Re: NOT LIKE much faster than LIKE?

From

Stephan Szabo

Date:

09 January 2006, 22:54:57

On Tue, 10 Jan 2006, Andrea Arcangeli wrote:

> I see. I can certainly fix it by stopping using LIKE. But IMHO this
> remains a bug, since until the statistics about the numberof matching
> rows isn't estimated well, you should not make assumptions on LIKE/NOT
> LIKE. I think you can change the code in a way that I won't have to
> touch anything, and this will lead to fewer surprises in the future IMHO.
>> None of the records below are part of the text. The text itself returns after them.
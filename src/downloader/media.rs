//! Media and collection pipelines: striped harvest, then the download pool.

use crate::client::Listing;
use crate::error::Result;
use crate::harvest::harvest;
use crate::pool::download_items;
use crate::types::{Account, Category, CategoryReport};
use crate::utils::ensure_dir;

use super::VscoDownloader;

impl VscoDownloader {
    /// Mirror the account's own posts into its root directory
    ///
    /// # Errors
    ///
    /// Only setup failures (unusable username, account root cannot be created) are
    /// returned. Page and item failures are recorded in the report.
    pub async fn download_images(&self, account: &Account) -> Result<CategoryReport> {
        let listing = self.endpoints(account).media();
        self.harvest_and_download(account, Category::Images, listing)
            .await
    }

    /// Mirror the account's collection into `collection/`
    ///
    /// Requires `account.collection_id`.
    pub async fn download_collection(&self, account: &Account) -> Result<CategoryReport> {
        let listing = self.endpoints(account).collection()?;
        self.harvest_and_download(account, Category::Collection, listing)
            .await
    }

    async fn harvest_and_download(
        &self,
        account: &Account,
        category: Category,
        listing: Listing,
    ) -> Result<CategoryReport> {
        let dest = self.category_dir(account, category)?;
        ensure_dir(&dest).await?;

        let ctx = self.context(account, category);
        let outcome = harvest(&ctx, &listing, &dest, &self.config.harvest).await;

        let mut report = download_items(
            &ctx,
            outcome.items,
            &dest,
            self.config.download.max_concurrent_downloads,
        )
        .await;
        report.skipped += outcome.skipped;
        report.malformed += outcome.malformed;
        report.stripe_failures = outcome.stripe_failures;

        Ok(self.finish(&ctx, report))
    }
}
I doubt it, since I would expect that this would be as large a
pessimization for a larger fraction of people than it is an optimization
for you.

Re: NOT LIKE much faster than LIKE?

From

Andrea Arcangeli

Date:

09 January 2006, 23:47:22

On Mon, Jan 09, 2006 at 09:54:44PM -0500, Tom Lane wrote:
> Extrapolating from the observation that the heuristics don't work well
> on your data to the conclusion that they don't work for anybody is not
> good logic.  Replacing that code with a flat 50% is not going to happen
> (or if it does, I'll be sure to send the mob of unhappy users waving
> torches and pitchforks to your door not mine ;-)).

I'm not convinced but of course I cannot exclude that some people may be
depending on this very heuristic. But I consider this being
bug-compatible, I've an hard time to be convinced that such heuristic
isn't going to bite other people like it did with me.
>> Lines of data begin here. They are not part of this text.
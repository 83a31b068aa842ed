//! Shapes of the JSON records returned by the listing endpoints, and their
//! conversion into [`WorkItem`]s.

use serde::Deserialize;
use serde_json::Value;

use crate::error::{Error, Result};
use crate::types::{ItemId, ItemKind, WorkItem};
use crate::utils::{absolute_media_url, json_id, safe_path_component};

/// One entry of the media or collection listing
#[derive(Clone, Debug, Deserialize)]
pub struct MediaRecord {
    /// Upload time in milliseconds since the epoch
    pub upload_date: i64,
    /// Server flag separating videos from images
    #[serde(default)]
    pub is_video: bool,
    /// Scheme-less image URL
    #[serde(default)]
    pub responsive_url: Option<String>,
    /// Scheme-less video URL
    #[serde(default)]
    pub video_url: Option<String>,
}

impl MediaRecord {
    /// Parse a raw listing record; `context` names the listing for error messages
    pub fn parse(record: Value, context: &str) -> Result<Self> {
        serde_json::from_value(record).map_err(|e| Error::malformed(context, e.to_string()))
    }

    /// Identity derived from the upload timestamp
    pub fn id(&self) -> ItemId {
        ItemId::from_upload_date(self.upload_date)
    }

    /// Classify as Image or Video by `is_video`
    pub fn into_work_item(self, context: &str) -> Result<WorkItem> {
        let id = self.id();
        let kind = media_kind(
            self.is_video,
            self.responsive_url.as_deref(),
            self.video_url.as_deref(),
        )
        .ok_or_else(|| Error::malformed(context, format!("item {id} has no source URL")))?;
        Ok(WorkItem::new(id, kind))
    }
}

/// A journal article: its permalink and ordered body blocks
#[derive(Clone, Debug, Deserialize)]
pub struct ArticleRecord {
    /// Slug used as the article's directory name
    pub permalink: String,
    /// Content blocks in display order
    #[serde(default)]
    pub body: Vec<BodyBlock>,
}

/// One block of a journal article body
///
/// `content` is an array holding one media object for `image`/`video` blocks and a
/// plain string for `text` blocks.
#[derive(Clone, Debug, Deserialize)]
pub struct BodyBlock {
    /// Block type (`image`, `video`, `text`, ...)
    #[serde(rename = "type")]
    pub kind: String,
    /// Type-dependent payload
    #[serde(default)]
    pub content: Value,
}

#[derive(Debug, Deserialize)]
struct JournalMedia {
    #[serde(default)]
    id: Value,
    #[serde(default)]
    responsive_url: Option<String>,
    #[serde(default)]
    video_url: Option<String>,
}

impl BodyBlock {
    /// Convert to a work item filed under `permalink`
    ///
    /// Returns `Ok(None)` for block types that carry nothing to save (and for empty text).
    pub fn into_work_item(self, permalink: &str) -> Result<Option<WorkItem>> {
        let (id, kind) = match self.kind.as_str() {
            "image" | "video" => {
                let media = first_media(self.content, permalink)?;
                let id = json_id(&media.id).ok_or_else(|| {
                    Error::malformed(permalink, format!("{} block without id", self.kind))
                })?;
                let id = file_stem(&id, permalink)?;
                let kind = media_kind(
                    self.kind == "video",
                    media.responsive_url.as_deref(),
                    media.video_url.as_deref(),
                )
                .ok_or_else(|| {
                    Error::malformed(permalink, format!("item {id} has no source URL"))
                })?;
                (ItemId(id), kind)
            }
            "text" => {
                let Value::String(content) = self.content else {
                    return Err(Error::malformed(permalink, "text block content is not a string"));
                };
                if content.trim().is_empty() {
                    return Ok(None);
                }
                (ItemId::from_text(permalink, &content), ItemKind::Text { content })
            }
            other => {
                tracing::debug!(permalink, block_type = other, "Ignoring journal block");
                return Ok(None);
            }
        };
        Ok(Some(WorkItem {
            id,
            kind,
            group: Some(permalink.to_string()),
        }))
    }
}

fn first_media(content: Value, permalink: &str) -> Result<JournalMedia> {
    let first = match content {
        Value::Array(items) => items.into_iter().next(),
        _ => None,
    }
    .ok_or_else(|| Error::malformed(permalink, "media block has no content"))?;
    serde_json::from_value(first).map_err(|e| Error::malformed(permalink, e.to_string()))
}

/// Envelope of `sites/{site_id}`
#[derive(Clone, Debug, Deserialize)]
pub struct SiteEnvelope {
    /// The site record
    pub site: SiteRecord,
}

/// Profile fields of a site
#[derive(Clone, Debug, Deserialize)]
pub struct SiteRecord {
    /// Id of the current profile picture; `null` when none is set
    #[serde(default)]
    pub profile_image_id: Value,
    /// Scheme-less URL of the current profile picture
    #[serde(default)]
    pub responsive_url: Option<String>,
}

impl SiteRecord {
    /// The profile picture as an Image item, or `None` if the account has none
    pub fn into_work_item(self, context: &str) -> Result<Option<WorkItem>> {
        let Some(id) = json_id(&self.profile_image_id) else {
            return Ok(None);
        };
        let id = file_stem(&id, context)?;
        let url = self
            .responsive_url
            .filter(|u| !u.trim().is_empty())
            .ok_or_else(|| Error::malformed(context, "profile image has no URL"))?;
        Ok(Some(WorkItem::new(
            ItemId(id),
            ItemKind::Image {
                url: absolute_media_url(&url),
            },
        )))
    }
}

/// A server id that is about to become a file name
fn file_stem(id: &str, context: &str) -> Result<String> {
    safe_path_component(id)
        .map(str::to_string)
        .ok_or_else(|| Error::malformed(context, format!("id {id:?} is not usable as a file name")))
}

fn media_kind(
    is_video: bool,
    image_url: Option<&str>,
    video_url: Option<&str>,
) -> Option<ItemKind> {
    let pick = |url: Option<&str>| {
        url.map(str::trim)
            .filter(|u| !u.is_empty())
            .map(absolute_media_url)
    };
    if is_video {
        pick(video_url).map(|url| ItemKind::Video { url })
    } else {
        pick(image_url).map(|url| ItemKind::Image { url })
    }
}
> I did just think of something we could improve though.  The pattern
> selectivity code doesn't make any use of the statistics about "most
> common values".  For a constant pattern, we could actually apply the
> pattern test with each common value and derive answers that are exact
> for the portion of the population represented by the most-common-values
> list.  If the MCV list covers a large fraction of the population then
> this would be a big leg up in accuracy.  Dunno if that applies to your
> particular case or not, but it seems worth doing ...
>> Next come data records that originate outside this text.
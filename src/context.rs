//! Per-run shared state handed to the harvester and the download pool.

use std::sync::Arc;

use tokio::sync::broadcast;
use tokio_util::sync::CancellationToken;

use crate::client::RemoteSource;
use crate::config::RetryConfig;
use crate::ledger::DedupLedger;
use crate::types::{Category, Event};

/// Everything a worker needs to fetch, dedup, write and report for one
/// (account, category) run. Cheap to clone: all shared parts are reference-counted.
#[derive(Clone)]
pub struct RunContext {
    /// Authenticated session
    pub source: Arc<dyn RemoteSource>,
    /// Cross-run dedup ledger (possibly disabled)
    pub ledger: DedupLedger,
    /// Retry policy for page fetches and item downloads
    pub retry: RetryConfig,
    /// Honored before every page fetch and every item download
    pub cancel: CancellationToken,
    /// Progress events
    pub event_tx: broadcast::Sender<Event>,
    /// Account username
    pub account: String,
    /// Category being processed
    pub category: Category,
}

impl RunContext {
    /// Emit an event; having no subscribers is fine
    pub(crate) fn emit(&self, event: Event) {
        self.event_tx.send(event).ok();
    }
}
Fixing this with proper stats would be great indeed. What would be the
most common value for the kernel_version? You can see samples of the
kernel_version here http://klive.cpushare.com/2.6.15/ .  That's the
string that is being searched against both PREEMPT and SMP.

BTW, I also run a LIKE '%% SMP %%' a NOT LIKE '%% SMP %%' but that runs
fine, probably because as you said in the first email PREEMPT is long
but SMP is short.

Thanks!

Re: NOT LIKE much faster than LIKE?

From

Matteo Beccati

Date:

10 January 2006, 05:08:33

Hi,

> I did just think of something we could improve though.  The pattern
> selectivity code doesn't make any use of the statistics about "most
> common values".  For a constant pattern, we could actually apply the
> pattern test with each common value and derive answers that are exact
> for the portion of the population represented by the most-common-values
> list.  If the MCV list covers a large fraction of the population then
> this would be a big leg up in accuracy.  Dunno if that applies to your
> particular case or not, but it seems worth doing ...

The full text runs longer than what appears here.